(Supplied entries)
# # # # # # #

//! HTTP surface for the governance engine
//!
//! Handlers stay thin: parse the body, hand off to the manager, shape
//! the response. Authorization for the introspection endpoints reads
//! the caller from the `x-admin-id` header; mutating endpoints carry
//! identity in the body.

use std::sync::Arc;

use axum::extract::{Path, State};
use axum::http::HeaderMap;
use axum::routing::{get, post};
use axum::{Json, Router};
use chrono::Utc;
use tower_http::cors::CorsLayer;
use tower_http::trace::TraceLayer;
use uuid::Uuid;

use crate::error::{AppError, Result};
use crate::events;
use crate::governance::manager::{SecurityStatsView, VoteStatusView};
use crate::governance::request::{RequestStatus, VoteChoice};
use crate::models::{
    ForceUpdateResponse, IdentityBody, OwnerActionResponse, PendingRequestsResponse,
    ProcessorStatsResponse, QueueActionResponse, QueueStatusResponse, RequestUpdateResponse,
    VoteBody, VoteUpdateResponse,
};
use crate::AppState;

pub fn router(state: Arc<AppState>) -> Router {
    Router::new()
        .route("/health", get(health))
        .route("/request-update", post(request_update))
        .route("/vote-update/:request_id", post(vote_update))
        .route("/pending-requests", get(pending_requests))
        .route("/vote-status/:request_id/:admin_id", get(vote_status))
        .route("/owner/veto-request/:request_id", post(veto_request))
        .route("/owner/approve-request/:request_id", post(approve_request))
        // Route shape that pre-dates the /owner prefix; older dashboard
        // builds still call it.
        .route("/owner-approve/:request_id", post(approve_request))
        .route("/owner/force-update", post(force_update))
        .route("/security-stats", get(security_stats))
        .route("/queue-status", get(queue_status))
        .route("/processor-stats", get(processor_stats))
        .route("/force-queue-process", post(force_queue_process))
        .route("/clear-queue", post(clear_queue))
        .route("/events", get(events::handler))
        .layer(TraceLayer::new_for_http())
        .layer(CorsLayer::permissive())
        .with_state(state)
}

async fn health() -> &'static str {
    "ok"
}

fn required(field: Option<String>, name: &str) -> Result<String> {
    field.ok_or_else(|| AppError::Validation(format!("Missing field: {}", name)))
}

/// Parse the caller id from the `x-admin-id` header.
fn caller_id(state: &AppState, headers: &HeaderMap) -> Result<Uuid> {
    let raw = headers
        .get("x-admin-id")
        .and_then(|v| v.to_str().ok())
        .ok_or_else(|| AppError::Validation("Missing x-admin-id header".to_string()))?;
    if !state.manager.policy().validate_admin_id(raw) {
        return Err(AppError::Validation(format!(
            "Invalid admin identity: {}",
            raw
        )));
    }
    Uuid::parse_str(raw)
        .map_err(|_| AppError::Validation(format!("Invalid admin identity: {}", raw)))
}

fn require_authority(state: &AppState, headers: &HeaderMap) -> Result<Uuid> {
    let id = caller_id(state, headers)?;
    if !state.manager.gate().has_authority(&id) {
        return Err(AppError::Authorization(
            "Admin or owner role required".to_string(),
        ));
    }
    Ok(id)
}

fn require_owner(state: &AppState, headers: &HeaderMap) -> Result<Uuid> {
    let id = caller_id(state, headers)?;
    if !state.manager.gate().is_owner(&id) {
        return Err(AppError::Authorization("Owner role required".to_string()));
    }
    Ok(id)
}

async fn request_update(
    State(state): State<Arc<AppState>>,
    Json(body): Json<IdentityBody>,
) -> Result<Json<RequestUpdateResponse>> {
    let admin_id = required(body.admin_id, "admin_id")?;
    let admin_name = required(body.admin_name, "admin_name")?;

    let outcome = state
        .manager
        .request_update(&admin_id, &admin_name, Utc::now())
        .await?;

    let message = if outcome.auto_approved {
        "Owner update request approved and queued".to_string()
    } else {
        "Update request created; voting is open".to_string()
    };
    Ok(Json(RequestUpdateResponse {
        message,
        request: outcome.request,
        auto_approved: outcome.auto_approved,
        queued: outcome.queued,
    }))
}

async fn vote_update(
    State(state): State<Arc<AppState>>,
    Path(request_id): Path<String>,
    Json(body): Json<VoteBody>,
) -> Result<Json<VoteUpdateResponse>> {
    let admin_id = required(body.admin_id, "admin_id")?;
    let admin_name = required(body.admin_name, "admin_name")?;
    let choice: VoteChoice = required(body.vote, "vote")?
        .parse()
        .map_err(AppError::Validation)?;

    let outcome = state
        .manager
        .cast_vote(&request_id, &admin_id, &admin_name, choice, Utc::now())
        .await?;

    let message = match outcome.status {
        RequestStatus::Approved if outcome.queued => {
            "Vote recorded; request approved and queued".to_string()
        }
        RequestStatus::Approved => {
            "Vote recorded; request approved, waiting for queue capacity".to_string()
        }
        RequestStatus::Rejected => "Vote recorded; request rejected".to_string(),
        _ => "Vote recorded".to_string(),
    };
    Ok(Json(VoteUpdateResponse {
        message,
        request_id: outcome.request_id,
        status: outcome.status,
        tally: outcome.tally,
        queued: outcome.queued,
    }))
}

/// Open to anyone: the voting surface is the transparency story.
async fn pending_requests(
    State(state): State<Arc<AppState>>,
) -> Result<Json<PendingRequestsResponse>> {
    let requests = state.manager.pending_requests(Utc::now()).await;
    let count = requests.len();
    Ok(Json(PendingRequestsResponse { requests, count }))
}

async fn vote_status(
    State(state): State<Arc<AppState>>,
    Path((request_id, admin_id)): Path<(String, String)>,
) -> Result<Json<VoteStatusView>> {
    let view = state.manager.vote_status(&request_id, &admin_id).await?;
    Ok(Json(view))
}

async fn veto_request(
    State(state): State<Arc<AppState>>,
    Path(request_id): Path<String>,
    Json(body): Json<IdentityBody>,
) -> Result<Json<OwnerActionResponse>> {
    let owner_id = required(body.admin_id, "admin_id")?;
    let request = state
        .manager
        .veto(&request_id, &owner_id, Utc::now())
        .await?;
    Ok(Json(OwnerActionResponse {
        message: "Request vetoed".to_string(),
        request,
    }))
}

async fn approve_request(
    State(state): State<Arc<AppState>>,
    Path(request_id): Path<String>,
    Json(body): Json<IdentityBody>,
) -> Result<Json<OwnerActionResponse>> {
    let owner_id = required(body.admin_id, "admin_id")?;
    let request = state
        .manager
        .owner_approve(&request_id, &owner_id, Utc::now())
        .await?;
    Ok(Json(OwnerActionResponse {
        message: "Request approved and queued".to_string(),
        request,
    }))
}

async fn force_update(
    State(state): State<Arc<AppState>>,
    Json(body): Json<IdentityBody>,
) -> Result<Json<ForceUpdateResponse>> {
    let owner_id = required(body.admin_id, "admin_id")?;
    let owner_name = required(body.admin_name, "admin_name")?;
    let item = state
        .manager
        .force_update(&owner_id, &owner_name, Utc::now())
        .await?;
    Ok(Json(ForceUpdateResponse {
        message: "Catalog update queued".to_string(),
        item,
    }))
}

async fn security_stats(
    State(state): State<Arc<AppState>>,
    headers: HeaderMap,
) -> Result<Json<SecurityStatsView>> {
    require_authority(&state, &headers)?;
    Ok(Json(state.manager.security_stats(Utc::now()).await))
}

async fn queue_status(
    State(state): State<Arc<AppState>>,
    headers: HeaderMap,
) -> Result<Json<QueueStatusResponse>> {
    require_authority(&state, &headers)?;
    Ok(Json(QueueStatusResponse {
        stats: state.queue.stats().await,
        queue: state.queue.snapshot().await,
    }))
}

async fn processor_stats(
    State(state): State<Arc<AppState>>,
    headers: HeaderMap,
) -> Result<Json<ProcessorStatsResponse>> {
    require_authority(&state, &headers)?;
    Ok(Json(ProcessorStatsResponse {
        stats: state.processor.stats().await,
        recent: state.processor.execution_history(10).await,
        update: state.updater.status().await,
    }))
}

async fn force_queue_process(
    State(state): State<Arc<AppState>>,
    headers: HeaderMap,
) -> Result<Json<QueueActionResponse>> {
    let owner_id = require_owner(&state, &headers)?;
    state.queue.force_process();
    tracing::info!(owner_id = %owner_id, "Queue processing forced");
    Ok(Json(QueueActionResponse {
        message: "Queue processing triggered".to_string(),
        cleared: None,
    }))
}

async fn clear_queue(
    State(state): State<Arc<AppState>>,
    headers: HeaderMap,
) -> Result<Json<QueueActionResponse>> {
    let owner_id = require_owner(&state, &headers)?;
    let cleared = state.queue.clear().await;
    tracing::info!(owner_id = %owner_id, cleared, "Execution queue cleared");
    Ok(Json(QueueActionResponse {
        message: "Execution queue cleared".to_string(),
        cleared: Some(cleared),
    }))
}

# # # # # # #

(Task item) Go through the entries line by line and count those with "post". Give only the count.

(Solution for this task) 9